A substance known as plaque causes tooth decay. Plaque is a clear bacteria laden film, which develops on the teeth. The bacteria in plaque interact with the starches and sugars we eat and form an acid, which breaks down or de-mineralizes our teeth. As this process is going, on our saliva along with properties it has, acts to help re-mineralize teeth. When the demineralization process is faster than that of remineralization a cavity occurs.
How Do I Prevent Tooth Decay?
There are several things that can be done to slow down or totally prevent this breakdown process which leads to cavities. One of the most important contributors to decay are sugars, and eliminating or drastically reducing your intake of them will help greatly in preventing tooth decay. Proper brushing and flossing, and removal of the plaque will also help in preventing breakdown. Home fluoride rinses help aid in the remineralization process. Of course routine visits to your dentist are of importance not only in the early detection of cavities but professional cleanings and fluoride treatments are very important in maintaining a healthy happy mouth.

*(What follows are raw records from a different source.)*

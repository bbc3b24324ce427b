//! Runtime error types.

use herald_framework::RegistrationError;
use thiserror::Error;

pub use crate::config::error::{ConfigError, ConfigResult};

/// Errors that can occur while building or running the runtime.
#[derive(Error, Debug)]
pub enum RuntimeError {
    /// Configuration could not be loaded or is invalid.
    #[error(transparent)]
    Config(#[from] ConfigError),

    /// A command or resolver was rejected.
    #[error("Registration failed: {0}")]
    Registration(#[from] RegistrationError),
}

/// Result type for runtime operations.
pub type RuntimeResult<T> = Result<T, RuntimeError>;
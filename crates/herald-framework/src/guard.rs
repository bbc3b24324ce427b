//! Static guards, checked before rate limiting.
//!
//! Order: owner-only, guild-only, required permissions, per-guild role
//! limits. Owners skip the last two. Required permissions are only checked in
//! guild channels since direct messages carry no permissions. Role limits
//! that cannot be read in time are treated as absent.

use std::collections::HashMap;
use std::time::Duration;

use tokio::time::timeout;
use tracing::warn;

use herald_core::{
    Actor, ChannelContext, RoleId, SettingScope, SettingStore, UserId, get_setting,
};

use crate::command::CommandDescriptor;
use crate::error::GuardDenial;

/// Setting key mapping command names to the roles allowed to run them.
pub const LIMITED_COMMANDS_KEY: &str = "limitedCommands";

/// Checks every static guard of `command` for `actor` in `channel`.
pub async fn check_guards(
    command: &CommandDescriptor,
    actor: &Actor,
    channel: &ChannelContext,
    owners: &[UserId],
    settings: &dyn SettingStore,
    wait: Duration,
) -> Result<(), GuardDenial> {
    let guards = command.guards();
    let is_owner = owners.contains(&actor.id);

    if guards.owner_only && !is_owner {
        return Err(GuardDenial::OwnerOnly);
    }

    let Some(guild) = channel.guild_id.as_ref() else {
        return if guards.guild_only {
            Err(GuardDenial::GuildOnly)
        } else {
            Ok(())
        };
    };

    if is_owner {
        return Ok(());
    }

    let missing = actor.permissions.missing(&guards.permissions);
    if !missing.is_empty() {
        return Err(GuardDenial::MissingPermissions(missing));
    }

    let scope = SettingScope::Guild(guild.clone());
    let read = get_setting(settings, &scope, LIMITED_COMMANDS_KEY);
    let limits: HashMap<String, Vec<RoleId>> = match timeout(wait, read).await {
        Ok(Ok(limits)) => limits.unwrap_or_default(),
        Ok(Err(e)) => {
            warn!(guild = %guild, error = %e, "Ignoring unreadable role limits");
            HashMap::new()
        }
        Err(_) => {
            warn!(guild = %guild, timeout = ?wait, "Role limits read timed out, ignoring them");
            HashMap::new()
        }
    };

    match limits.get(command.name()) {
        Some(roles) if !roles.is_empty() && !roles.iter().any(|r| actor.has_role(r)) => {
            Err(GuardDenial::RoleLimited(roles.clone()))
        }
        _ => Ok(()),
    }
}

#[cfg(test)]
mod tests {
    use async_trait::async_trait;
    use serde_json::{Value, json};

    use herald_core::{MemorySettings, Permission, PermissionSet, SettingsResult};

    use super::*;

    const WAIT: Duration = Duration::from_secs(5);

    fn ban() -> CommandDescriptor {
        CommandDescriptor::builder("ban")
            .guild_only()
            .permission(Permission::BanMembers)
            .build()
            .unwrap()
    }

    fn moderator() -> Actor {
        Actor::new("mod", "mod")
            .with_permissions(PermissionSet::from_iter([Permission::BanMembers]))
    }

    async fn check(
        command: &CommandDescriptor,
        actor: &Actor,
        channel: &ChannelContext,
        owners: &[UserId],
        settings: &dyn SettingStore,
    ) -> Result<(), GuardDenial> {
        check_guards(command, actor, channel, owners, settings, WAIT).await
    }

    /// Never answers.
    struct StalledSettings;

    #[async_trait]
    impl SettingStore for StalledSettings {
        async fn get(&self, _: &SettingScope, _: &str) -> SettingsResult<Option<Value>> {
            std::future::pending().await
        }

        async fn set(&self, _: &SettingScope, _: &str, _: Value) -> SettingsResult<()> {
            std::future::pending().await
        }
    }

    #[tokio::test]
    async fn test_owner_only() {
        let command = CommandDescriptor::builder("eval").owner_only().build().unwrap();
        let settings = MemorySettings::new();
        let channel = ChannelContext::direct("dm");
        let owners = [UserId::new("owner")];

        let denied = check(&command, &Actor::new("u1", "x"), &channel, &owners, &settings).await;
        assert_eq!(denied, Err(GuardDenial::OwnerOnly));
        let owner = Actor::new("owner", "o");
        let allowed = check(&command, &owner, &channel, &owners, &settings).await;
        assert_eq!(allowed, Ok(()));
    }

    #[tokio::test]
    async fn test_guild_only() {
        let settings = MemorySettings::new();
        let channel = ChannelContext::direct("dm");
        let result = check(&ban(), &moderator(), &channel, &[], &settings).await;
        assert_eq!(result, Err(GuardDenial::GuildOnly));
    }

    #[tokio::test]
    async fn test_missing_permissions_and_owner_bypass() {
        let settings = MemorySettings::new();
        let channel = ChannelContext::guild("g1", "c1");
        let result = check(&ban(), &Actor::new("u1", "x"), &channel, &[], &settings).await;
        assert_eq!(
            result,
            Err(GuardDenial::MissingPermissions(vec![Permission::BanMembers]))
        );

        let owners = [UserId::new("u1")];
        let result = check(&ban(), &Actor::new("u1", "x"), &channel, &owners, &settings).await;
        assert_eq!(result, Ok(()));
    }

    #[tokio::test]
    async fn test_role_limits() {
        let settings = MemorySettings::new().with(
            SettingScope::Guild("g1".into()),
            LIMITED_COMMANDS_KEY,
            json!({ "ban": ["r-mod"] }),
        );
        let channel = ChannelContext::guild("g1", "c1");

        let result = check(&ban(), &moderator(), &channel, &[], &settings).await;
        assert_eq!(result, Err(GuardDenial::RoleLimited(vec![RoleId::new("r-mod")])));

        let with_role = moderator().with_roles(["r-mod"]);
        assert_eq!(check(&ban(), &with_role, &channel, &[], &settings).await, Ok(()));

        // other guilds are unaffected
        let elsewhere = ChannelContext::guild("g2", "c1");
        assert_eq!(check(&ban(), &moderator(), &elsewhere, &[], &settings).await, Ok(()));
    }

    #[tokio::test(start_paused = true)]
    async fn test_stalled_role_limits_are_ignored() {
        let channel = ChannelContext::guild("g1", "c1");
        let wait = Duration::from_millis(50);
        let started = tokio::time::Instant::now();

        let result =
            check_guards(&ban(), &moderator(), &channel, &[], &StalledSettings, wait).await;

        assert_eq!(result, Ok(()));
        assert!(started.elapsed() >= wait);
        assert!(started.elapsed() < Duration::from_secs(1));
    }
}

How Often Should I Visit the Dentist?
If effect, the recommendation to visit a dentist every 6 months is to catch tooth decay early before it does serious damage to the tooth. Well, gum disease is a horse of a different color. Under the right conditions, such as not taking proper care of your gums, it can develop in a week.
Why are Regular Dental Visits Important?
Regular dental visits are important because they can help spot dental health problems early on when treatment is likely to be simpler and more affordable. They also help prevent many problems from developing in the first place. Visiting your dentist regularly is also important because some diseases or medical conditions have symptoms that can appear in the mouth.